Directions for this task ▸ Filter the entries and keep only the lines where the string "LaunchTier" appears.

________________

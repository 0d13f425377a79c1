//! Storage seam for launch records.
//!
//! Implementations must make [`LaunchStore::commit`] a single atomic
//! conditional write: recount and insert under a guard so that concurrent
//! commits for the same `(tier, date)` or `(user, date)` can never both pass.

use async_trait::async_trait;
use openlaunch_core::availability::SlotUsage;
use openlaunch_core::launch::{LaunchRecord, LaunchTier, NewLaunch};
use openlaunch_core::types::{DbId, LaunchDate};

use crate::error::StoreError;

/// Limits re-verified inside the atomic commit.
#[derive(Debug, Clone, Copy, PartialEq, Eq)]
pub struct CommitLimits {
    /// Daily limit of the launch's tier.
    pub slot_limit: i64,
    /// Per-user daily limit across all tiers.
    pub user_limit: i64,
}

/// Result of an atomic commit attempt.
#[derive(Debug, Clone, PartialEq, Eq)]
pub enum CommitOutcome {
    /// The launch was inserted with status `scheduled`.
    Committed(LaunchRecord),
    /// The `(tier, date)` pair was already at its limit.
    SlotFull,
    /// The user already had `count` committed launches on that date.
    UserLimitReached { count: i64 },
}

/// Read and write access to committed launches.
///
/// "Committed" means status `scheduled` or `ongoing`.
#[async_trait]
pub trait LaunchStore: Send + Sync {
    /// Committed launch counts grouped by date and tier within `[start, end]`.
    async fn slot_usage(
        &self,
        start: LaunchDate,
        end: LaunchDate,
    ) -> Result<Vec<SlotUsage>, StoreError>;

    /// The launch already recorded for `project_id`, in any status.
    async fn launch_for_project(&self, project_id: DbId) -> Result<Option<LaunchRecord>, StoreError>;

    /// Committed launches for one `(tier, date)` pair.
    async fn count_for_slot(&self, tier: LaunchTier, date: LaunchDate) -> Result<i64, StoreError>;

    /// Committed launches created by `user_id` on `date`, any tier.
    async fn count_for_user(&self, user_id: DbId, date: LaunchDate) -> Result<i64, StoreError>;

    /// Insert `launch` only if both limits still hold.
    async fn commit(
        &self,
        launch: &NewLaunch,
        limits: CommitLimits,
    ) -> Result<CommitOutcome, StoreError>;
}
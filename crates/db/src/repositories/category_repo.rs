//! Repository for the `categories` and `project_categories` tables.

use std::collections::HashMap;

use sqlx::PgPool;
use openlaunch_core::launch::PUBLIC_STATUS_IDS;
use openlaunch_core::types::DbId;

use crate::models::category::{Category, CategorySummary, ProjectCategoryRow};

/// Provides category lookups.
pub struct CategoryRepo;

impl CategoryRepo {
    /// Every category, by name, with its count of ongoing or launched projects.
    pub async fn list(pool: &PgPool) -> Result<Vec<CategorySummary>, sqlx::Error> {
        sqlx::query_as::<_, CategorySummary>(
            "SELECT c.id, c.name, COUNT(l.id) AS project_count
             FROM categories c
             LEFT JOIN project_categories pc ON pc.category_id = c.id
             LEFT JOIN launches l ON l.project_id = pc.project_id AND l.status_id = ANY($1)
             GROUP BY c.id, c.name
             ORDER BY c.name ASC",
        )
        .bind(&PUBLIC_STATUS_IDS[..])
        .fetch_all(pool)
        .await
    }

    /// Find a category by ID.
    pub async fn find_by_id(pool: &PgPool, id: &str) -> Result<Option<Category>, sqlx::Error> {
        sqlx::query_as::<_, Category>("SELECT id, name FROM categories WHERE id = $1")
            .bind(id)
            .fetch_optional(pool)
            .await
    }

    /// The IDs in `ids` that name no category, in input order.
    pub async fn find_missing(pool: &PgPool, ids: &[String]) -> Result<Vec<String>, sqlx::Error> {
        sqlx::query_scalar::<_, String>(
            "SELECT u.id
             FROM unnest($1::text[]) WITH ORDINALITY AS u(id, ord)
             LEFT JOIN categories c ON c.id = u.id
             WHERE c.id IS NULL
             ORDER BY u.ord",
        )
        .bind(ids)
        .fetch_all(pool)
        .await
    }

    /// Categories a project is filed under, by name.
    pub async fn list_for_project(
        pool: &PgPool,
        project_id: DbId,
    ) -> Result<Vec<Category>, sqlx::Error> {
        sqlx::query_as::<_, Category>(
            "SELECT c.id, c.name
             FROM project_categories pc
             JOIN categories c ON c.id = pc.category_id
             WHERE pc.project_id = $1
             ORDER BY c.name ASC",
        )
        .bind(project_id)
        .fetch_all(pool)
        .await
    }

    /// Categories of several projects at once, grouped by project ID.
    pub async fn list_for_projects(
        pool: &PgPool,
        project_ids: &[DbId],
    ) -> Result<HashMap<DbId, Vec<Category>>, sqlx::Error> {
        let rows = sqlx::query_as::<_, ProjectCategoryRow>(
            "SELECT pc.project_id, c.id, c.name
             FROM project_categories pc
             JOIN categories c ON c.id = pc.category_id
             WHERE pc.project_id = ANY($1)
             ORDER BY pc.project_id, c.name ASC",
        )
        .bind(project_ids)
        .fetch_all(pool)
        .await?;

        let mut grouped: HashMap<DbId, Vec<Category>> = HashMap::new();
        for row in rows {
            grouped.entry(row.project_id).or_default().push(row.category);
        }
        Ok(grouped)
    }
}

________________

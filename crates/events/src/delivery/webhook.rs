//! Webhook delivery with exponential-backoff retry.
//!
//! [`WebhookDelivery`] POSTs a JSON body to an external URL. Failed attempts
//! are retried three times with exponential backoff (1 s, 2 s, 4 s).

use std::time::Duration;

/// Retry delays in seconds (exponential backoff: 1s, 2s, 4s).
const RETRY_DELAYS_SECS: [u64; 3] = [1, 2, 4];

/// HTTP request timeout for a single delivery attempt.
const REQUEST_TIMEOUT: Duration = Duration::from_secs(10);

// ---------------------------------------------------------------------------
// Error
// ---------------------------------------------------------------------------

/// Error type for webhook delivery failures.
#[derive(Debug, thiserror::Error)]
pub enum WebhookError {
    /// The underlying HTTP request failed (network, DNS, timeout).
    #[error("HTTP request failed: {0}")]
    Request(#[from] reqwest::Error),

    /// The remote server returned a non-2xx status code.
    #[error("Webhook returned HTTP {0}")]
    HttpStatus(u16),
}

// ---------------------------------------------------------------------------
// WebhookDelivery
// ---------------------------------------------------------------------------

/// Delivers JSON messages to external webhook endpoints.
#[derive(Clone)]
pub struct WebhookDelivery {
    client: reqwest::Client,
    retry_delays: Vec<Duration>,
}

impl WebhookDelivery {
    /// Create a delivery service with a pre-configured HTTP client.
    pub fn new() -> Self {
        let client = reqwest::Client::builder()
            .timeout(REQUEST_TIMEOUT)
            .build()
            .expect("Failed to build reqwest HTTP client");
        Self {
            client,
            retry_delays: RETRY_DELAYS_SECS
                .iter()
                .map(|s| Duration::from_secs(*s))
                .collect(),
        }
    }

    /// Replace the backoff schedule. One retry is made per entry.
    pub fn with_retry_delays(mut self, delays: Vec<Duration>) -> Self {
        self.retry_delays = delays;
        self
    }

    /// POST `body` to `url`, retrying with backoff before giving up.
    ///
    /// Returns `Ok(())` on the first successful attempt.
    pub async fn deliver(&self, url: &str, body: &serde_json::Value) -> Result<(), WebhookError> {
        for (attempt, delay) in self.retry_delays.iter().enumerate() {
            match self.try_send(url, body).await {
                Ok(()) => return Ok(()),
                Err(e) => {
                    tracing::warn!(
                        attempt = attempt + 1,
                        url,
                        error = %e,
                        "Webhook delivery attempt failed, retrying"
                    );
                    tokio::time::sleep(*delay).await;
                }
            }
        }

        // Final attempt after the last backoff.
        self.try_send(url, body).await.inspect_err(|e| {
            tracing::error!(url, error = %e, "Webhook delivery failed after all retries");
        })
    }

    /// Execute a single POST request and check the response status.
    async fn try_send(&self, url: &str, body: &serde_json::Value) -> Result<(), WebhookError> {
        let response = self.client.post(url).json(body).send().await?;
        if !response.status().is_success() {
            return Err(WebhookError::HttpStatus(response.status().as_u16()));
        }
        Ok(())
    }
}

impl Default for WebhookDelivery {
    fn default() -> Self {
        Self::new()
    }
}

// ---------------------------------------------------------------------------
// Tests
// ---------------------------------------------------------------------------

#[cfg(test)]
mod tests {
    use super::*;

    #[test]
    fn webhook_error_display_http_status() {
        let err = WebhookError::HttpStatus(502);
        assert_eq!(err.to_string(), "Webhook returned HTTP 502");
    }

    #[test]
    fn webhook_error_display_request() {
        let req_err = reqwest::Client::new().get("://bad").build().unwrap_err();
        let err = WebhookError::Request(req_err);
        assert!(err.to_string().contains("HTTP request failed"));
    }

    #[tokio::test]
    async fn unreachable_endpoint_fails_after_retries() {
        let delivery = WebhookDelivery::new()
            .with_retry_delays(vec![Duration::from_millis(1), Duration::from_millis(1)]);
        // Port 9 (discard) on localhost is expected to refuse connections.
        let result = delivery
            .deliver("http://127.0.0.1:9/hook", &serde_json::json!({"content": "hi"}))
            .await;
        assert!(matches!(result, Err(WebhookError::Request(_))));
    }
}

________________

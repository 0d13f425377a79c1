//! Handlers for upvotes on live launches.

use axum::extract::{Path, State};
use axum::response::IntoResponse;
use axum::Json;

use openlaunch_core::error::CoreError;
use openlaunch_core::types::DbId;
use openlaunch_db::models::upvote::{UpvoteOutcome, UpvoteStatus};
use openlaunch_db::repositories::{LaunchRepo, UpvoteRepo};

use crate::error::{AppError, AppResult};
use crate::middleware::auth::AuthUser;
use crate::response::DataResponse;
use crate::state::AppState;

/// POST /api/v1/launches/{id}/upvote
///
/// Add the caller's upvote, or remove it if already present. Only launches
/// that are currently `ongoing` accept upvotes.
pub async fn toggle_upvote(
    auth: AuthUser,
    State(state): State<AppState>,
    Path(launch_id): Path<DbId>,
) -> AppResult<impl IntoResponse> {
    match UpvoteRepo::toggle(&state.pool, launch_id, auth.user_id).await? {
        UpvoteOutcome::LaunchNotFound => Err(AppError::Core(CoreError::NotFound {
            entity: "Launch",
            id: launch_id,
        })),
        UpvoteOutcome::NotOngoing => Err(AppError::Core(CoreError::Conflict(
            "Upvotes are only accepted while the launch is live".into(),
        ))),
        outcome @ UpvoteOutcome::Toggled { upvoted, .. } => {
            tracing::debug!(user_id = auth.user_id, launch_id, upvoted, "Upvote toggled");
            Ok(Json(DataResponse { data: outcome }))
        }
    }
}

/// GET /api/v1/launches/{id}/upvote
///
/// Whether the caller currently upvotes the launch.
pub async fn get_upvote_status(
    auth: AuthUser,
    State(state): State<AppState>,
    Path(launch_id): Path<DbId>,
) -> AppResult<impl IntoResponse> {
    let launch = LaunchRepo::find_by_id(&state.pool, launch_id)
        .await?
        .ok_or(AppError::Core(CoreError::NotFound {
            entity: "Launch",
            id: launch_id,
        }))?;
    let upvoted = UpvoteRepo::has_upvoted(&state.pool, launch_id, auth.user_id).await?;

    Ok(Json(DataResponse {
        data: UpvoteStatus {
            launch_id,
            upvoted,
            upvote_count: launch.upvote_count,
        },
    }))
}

________________

Solution to this problem ▸
use openlaunch_core::launch::{LaunchRecord, LaunchTier, NewLaunch};
    async fn count_for_slot(&self, tier: LaunchTier, date: LaunchDate) -> Result<i64, StoreError>;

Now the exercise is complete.